§ **Action item**
Collect every line below that contains the word "TimeoutLayer".
BEGIN Available data
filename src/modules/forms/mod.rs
pub mod controller;
pub mod model;
pub mod router;
pub mod service;
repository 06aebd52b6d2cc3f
use std::any::Any;

use axum::http::{HeaderValue, Method, StatusCode, header};
use axum::response::{IntoResponse, Response};
use axum::{Json, Router, middleware};
use serde_json::{Map, Value, json};
use tower_http::catch_panic::CatchPanicLayer;
use tower_http::cors::{Any as AnyOrigin, CorsLayer};
use tower_http::services::ServeDir;
use tower_http::timeout::TimeoutLayer;
use tracing::error;
use utoipa::OpenApi;
use utoipa_scalar::{Scalar, Servable as _};
use utoipa_swagger_ui::SwaggerUi;

use eduzone_config::CorsConfig;

use crate::docs::ApiDoc;
use crate::logging::logging_middleware;
use crate::modules::auth::router::init_auth_router;
use crate::modules::books::router::init_books_router;
use crate::modules::calendar::router::init_calendar_router;
use crate::modules::feedback::router::init_feedback_router;
use crate::modules::forms::router::init_forms_router;
use crate::modules::staff::router::init_staff_router;
use crate::modules::system::controller::route_not_found;
use crate::modules::system::router::init_system_router;
use crate::modules::teachers::router::init_teachers_router;
use crate::state::{AppState, UPLOADS_PREFIX};

pub fn init_router(state: AppState) -> Router {
    let api = init_system_router()
        .nest("/auth", init_auth_router())
        .nest("/books", init_books_router())
        .nest("/teachers", init_teachers_router())
        .nest("/staff", init_staff_router())
        .nest("/calendar", init_calendar_router())
        .nest(
            "/forms",
            init_forms_router(state.server_config.upload_max_bytes),
        )
        .nest("/feedback", init_feedback_router());

    let include_panic_details = state.server_config.environment.is_development();

    Router::new()
        .merge(SwaggerUi::new("/swagger-ui").url("/api-docs/openapi.json", ApiDoc::openapi()))
        .merge(Scalar::with_url("/scalar", ApiDoc::openapi()))
        .nest("/api", api)
        .nest_service(
            UPLOADS_PREFIX,
            ServeDir::new(state.server_config.upload_dir.clone()),
        )
        .fallback(route_not_found)
        .with_state(state.clone())
        .layer(TimeoutLayer::with_status_code(
            StatusCode::REQUEST_TIMEOUT,
            state.server_config.request_timeout,
        ))
        .layer(cors_layer(&state.cors_config))
        .layer(CatchPanicLayer::custom(
            move |panic: Box<dyn Any + Send + 'static>| {
                panic_response(panic, include_panic_details)
            },
        ))
        .layer(middleware::from_fn(logging_middleware))
}

fn cors_layer(config: &CorsConfig) -> CorsLayer {
    let layer = CorsLayer::new()
        .allow_methods([
            Method::GET,
            Method::POST,
            Method::PUT,
            Method::DELETE,
            Method::OPTIONS,
        ])
        .allow_headers([header::AUTHORIZATION, header::CONTENT_TYPE, header::ACCEPT]);

    // Credentials cannot be combined with a wildcard origin
    if config.allows_any() {
        return layer.allow_origin(AnyOrigin);
    }

    let allowed_origins: Vec<HeaderValue> = config
        .allowed_origins
        .iter()
        .filter_map(|origin| origin.parse().ok())
        .collect();

    layer.allow_origin(allowed_origins).allow_credentials(true)
}

fn panic_response(panic: Box<dyn Any + Send + 'static>, include_details: bool) -> Response {
    let details = panic
        .downcast_ref::<String>()
        .cloned()
        .or_else(|| panic.downcast_ref::<&str>().map(|s| s.to_string()))
        .unwrap_or_else(|| "unknown panic".to_string());

    error!(panic = %details, "Handler panicked");

    let mut body = Map::new();
    body.insert(
        "message".to_string(),
        Value::String("Internal server error".to_string()),
    );
    if include_details {
        body.insert("details".to_string(), Value::String(details));
    }

    (
        StatusCode::INTERNAL_SERVER_ERROR,
        Json(json!({ "error": body })),
    )
        .into_response()
}
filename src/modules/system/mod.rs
pub mod controller;
pub mod model;
pub mod router;
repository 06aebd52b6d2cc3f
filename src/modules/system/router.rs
use axum::{Router, routing::get};

use crate::state::AppState;

use super::controller::{api_index, health_check};

pub fn init_system_router() -> Router<AppState> {
    Router::new()
        .route("/", get(api_index))
        .route("/health", get(health_check))
}
use async_trait::async_trait;
use chrono::Utc;

use eduzone_models::{ActiveLoan, Book, BookChanges, Loan, NewBook};

use super::MemoryDatabase;
use crate::error::StoreError;
use crate::repositories::BookRepository;

pub struct MemoryBookRepository {
    db: MemoryDatabase,
}

impl MemoryBookRepository {
    pub fn new(db: MemoryDatabase) -> Self {
        Self { db }
    }
}

#[async_trait]
impl BookRepository for MemoryBookRepository {
    async fn list(&self) -> Result<Vec<Book>, StoreError> {
        let mut books = self.db.read().await.books.select(|_| true);
        books.sort_by(|a, b| a.title.cmp(&b.title).then(a.id.cmp(&b.id)));
        Ok(books)
    }

    async fn find_by_id(&self, id: i64) -> Result<Option<Book>, StoreError> {
        Ok(self.db.read().await.books.get(id))
    }

    async fn create(&self, book: NewBook) -> Result<Book, StoreError> {
        let mut tables = self.db.write().await;
        Ok(tables.books.insert_with(|id| Book {
            id,
            title: book.title,
            author: book.author,
            isbn: book.isbn,
            category: book.category,
            quantity: book.quantity,
            available: book.quantity,
            created_at: Utc::now(),
        }))
    }

    async fn update(&self, id: i64, changes: BookChanges) -> Result<Option<Book>, StoreError> {
        let mut tables = self.db.write().await;
        Ok(tables.books.update_where(
            id,
            |_| true,
            |book| {
                book.available = changes.resolve_available(book);
                book.quantity = changes.quantity;
                book.title = changes.title;
                book.author = changes.author;
                book.isbn = changes.isbn;
                book.category = changes.category;
            },
        ))
    }

    async fn delete(&self, id: i64) -> Result<bool, StoreError> {
        let mut tables = self.db.write().await;
        if tables.books.remove_where(id, |_| true).is_none() {
            return Ok(false);
        }
        tables.loans.remove_all(|loan| loan.book_id == id);
        Ok(true)
    }

    async fn checkout(&self, id: i64, user_id: i64) -> Result<Option<Book>, StoreError> {
        let mut tables = self.db.write().await;
        let Some(book) = tables
            .books
            .update_where(id, |b| b.available > 0, |b| b.available -= 1)
        else {
            return Ok(None);
        };
        tables.loans.insert_with(|loan_id| Loan {
            id: loan_id,
            user_id,
            book_id: id,
            loaned_at: Utc::now(),
            returned_at: None,
        });
        Ok(Some(book))
    }

    async fn return_copy(&self, id: i64, user_id: i64) -> Result<Option<Book>, StoreError> {
        let mut tables = self.db.write().await;
        // Rows come back in id order, so the first is the oldest
        let Some(loan) = tables
            .loans
            .select(|loan| loan.is_open_for(id, user_id))
            .into_iter()
            .next()
        else {
            return Ok(None);
        };
        let Some(book) = tables
            .books
            .update_where(id, |b| b.available < b.quantity, |b| b.available += 1)
        else {
            return Ok(None);
        };
        tables
            .loans
            .update_where(loan.id, |_| true, |loan| loan.returned_at = Some(Utc::now()));
        Ok(Some(book))
    }

    async fn has_open_loan(&self, id: i64, user_id: i64) -> Result<bool, StoreError> {
        Ok(self
            .db
            .read()
            .await
            .loans
            .any(|loan| loan.is_open_for(id, user_id)))
    }

    async fn list_open_loans(&self, user_id: i64) -> Result<Vec<ActiveLoan>, StoreError> {
        let tables = self.db.read().await;
        Ok(tables
            .loans
            .select(|loan| loan.user_id == user_id && loan.returned_at.is_none())
            .into_iter()
            .filter_map(|loan| {
                let book = tables.books.get(loan.book_id)?;
                Some(ActiveLoan {
                    id: loan.id,
                    book_id: book.id,
                    title: book.title,
                    author: book.author,
                    loaned_at: loan.loaned_at,
                })
            })
            .collect())
    }
}

#[cfg(test)]
mod tests {
    use super::*;
    use std::sync::Arc;

    fn new_book(title: &str, quantity: i32) -> NewBook {
        NewBook {
            title: title.to_string(),
            author: "Author".to_string(),
            isbn: None,
            category: "Fiction".to_string(),
            quantity,
        }
    }

    #[tokio::test]
    async fn test_new_book_is_fully_available() {
        let repo = MemoryBookRepository::new(MemoryDatabase::default());
        let book = repo.create(new_book("Dune", 3)).await.unwrap();
        assert_eq!((book.quantity, book.available), (3, 3));
    }

    #[tokio::test]
    async fn test_list_sorted_by_title() {
        let repo = MemoryBookRepository::new(MemoryDatabase::default());
        repo.create(new_book("The Hobbit", 1)).await.unwrap();
        repo.create(new_book("1984", 1)).await.unwrap();
        repo.create(new_book("Pride and Prejudice", 1)).await.unwrap();

        let titles: Vec<_> = repo
            .list()
            .await
            .unwrap()
            .into_iter()
            .map(|b| b.title)
            .collect();
        assert_eq!(titles, vec!["1984", "Pride and Prejudice", "The Hobbit"]);
    }

    #[tokio::test]
    async fn test_stock_bounds() {
        let repo = MemoryBookRepository::new(MemoryDatabase::default());
        let book = repo.create(new_book("Dune", 1)).await.unwrap();

        assert!(repo.return_copy(book.id, 1).await.unwrap().is_none());
        assert_eq!(repo.checkout(book.id, 1).await.unwrap().unwrap().available, 0);
        assert!(repo.checkout(book.id, 1).await.unwrap().is_none());
        assert_eq!(repo.find_by_id(book.id).await.unwrap().unwrap().available, 0);
        assert!(repo.checkout(999, 1).await.unwrap().is_none());
    }

    #[tokio::test]
    async fn test_return_closes_only_the_borrowers_loan() {
        let repo = MemoryBookRepository::new(MemoryDatabase::default());
        let book = repo.create(new_book("Dune", 2)).await.unwrap();
        let (alice, bob) = (10, 20);

        repo.checkout(book.id, alice).await.unwrap().unwrap();
        assert!(repo.has_open_loan(book.id, alice).await.unwrap());
        assert!(!repo.has_open_loan(book.id, bob).await.unwrap());

        // Bob never borrowed it, nothing moves
        assert!(repo.return_copy(book.id, bob).await.unwrap().is_none());
        assert_eq!(repo.find_by_id(book.id).await.unwrap().unwrap().available, 1);

        let back = repo.return_copy(book.id, alice).await.unwrap().unwrap();
        assert_eq!(back.available, 2);
        assert!(!repo.has_open_loan(book.id, alice).await.unwrap());
        assert!(repo.list_open_loans(alice).await.unwrap().is_empty());
    }

    #[tokio::test]
    async fn test_return_refused_when_shelf_is_full_keeps_the_loan() {
        let repo = MemoryBookRepository::new(MemoryDatabase::default());
        let book = repo.create(new_book("Dune", 2)).await.unwrap();
        repo.checkout(book.id, 1).await.unwrap();

        let restock = BookChanges {
            title: "Dune".into(),
            author: "Author".into(),
            isbn: None,
            category: "Fiction".into(),
            quantity: 2,
            available: Some(2),
        };
        repo.update(book.id, restock).await.unwrap();

        assert!(repo.return_copy(book.id, 1).await.unwrap().is_none());
        assert!(repo.has_open_loan(book.id, 1).await.unwrap());
    }

    #[tokio::test]
    async fn test_open_loans_listed_oldest_first() {
        let repo = MemoryBookRepository::new(MemoryDatabase::default());
        let dune = repo.create(new_book("Dune", 2)).await.unwrap();
        let hobbit = repo.create(new_book("The Hobbit", 1)).await.unwrap();

        repo.checkout(hobbit.id, 5).await.unwrap();
        repo.checkout(dune.id, 5).await.unwrap();
        repo.checkout(dune.id, 6).await.unwrap();

        let loans = repo.list_open_loans(5).await.unwrap();
        let titles: Vec<_> = loans.iter().map(|l| l.title.as_str()).collect();
        assert_eq!(titles, vec!["The Hobbit", "Dune"]);

        assert!(repo.delete(dune.id).await.unwrap());
        assert_eq!(repo.list_open_loans(5).await.unwrap().len(), 1);
        assert!(repo.list_open_loans(6).await.unwrap().is_empty());
    }

    #[tokio::test(flavor = "multi_thread", worker_threads = 4)]
    async fn test_concurrent_checkouts_never_oversell() {
        let repo = Arc::new(MemoryBookRepository::new(MemoryDatabase::default()));
        let book = repo.create(new_book("Dune", 3)).await.unwrap();

        let handles: Vec<_> = (0..20)
            .map(|_| {
                let repo = repo.clone();
                tokio::spawn(async move { repo.checkout(book.id, 1).await })
            })
            .collect();

        let mut succeeded = 0;
        for handle in handles {
            if handle.await.unwrap().unwrap().is_some() {
                succeeded += 1;
            }
        }

        assert_eq!(succeeded, 3);
        assert_eq!(repo.find_by_id(book.id).await.unwrap().unwrap().available, 0);
        assert_eq!(repo.list_open_loans(1).await.unwrap().len(), 3);
    }

    #[tokio::test]
    async fn test_update_shifts_availability() {
        let repo = MemoryBookRepository::new(MemoryDatabase::default());
        let book = repo.create(new_book("Dune", 5)).await.unwrap();
        repo.checkout(book.id, 1).await.unwrap();

        let updated = repo
            .update(
                book.id,
                BookChanges {
                    title: "Dune".into(),
                    author: "Frank Herbert".into(),
                    isbn: None,
                    category: "Science Fiction".into(),
                    quantity: 3,
                    available: None,
                },
            )
            .await
            .unwrap()
            .unwrap();
        assert_eq!((updated.quantity, updated.available), (3, 2));
        assert_eq!(updated.author, "Frank Herbert");
    }
}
END Available data
§ **Exercise result**
use tower_http::timeout::TimeoutLayer;
        .layer(TimeoutLayer::with_status_code(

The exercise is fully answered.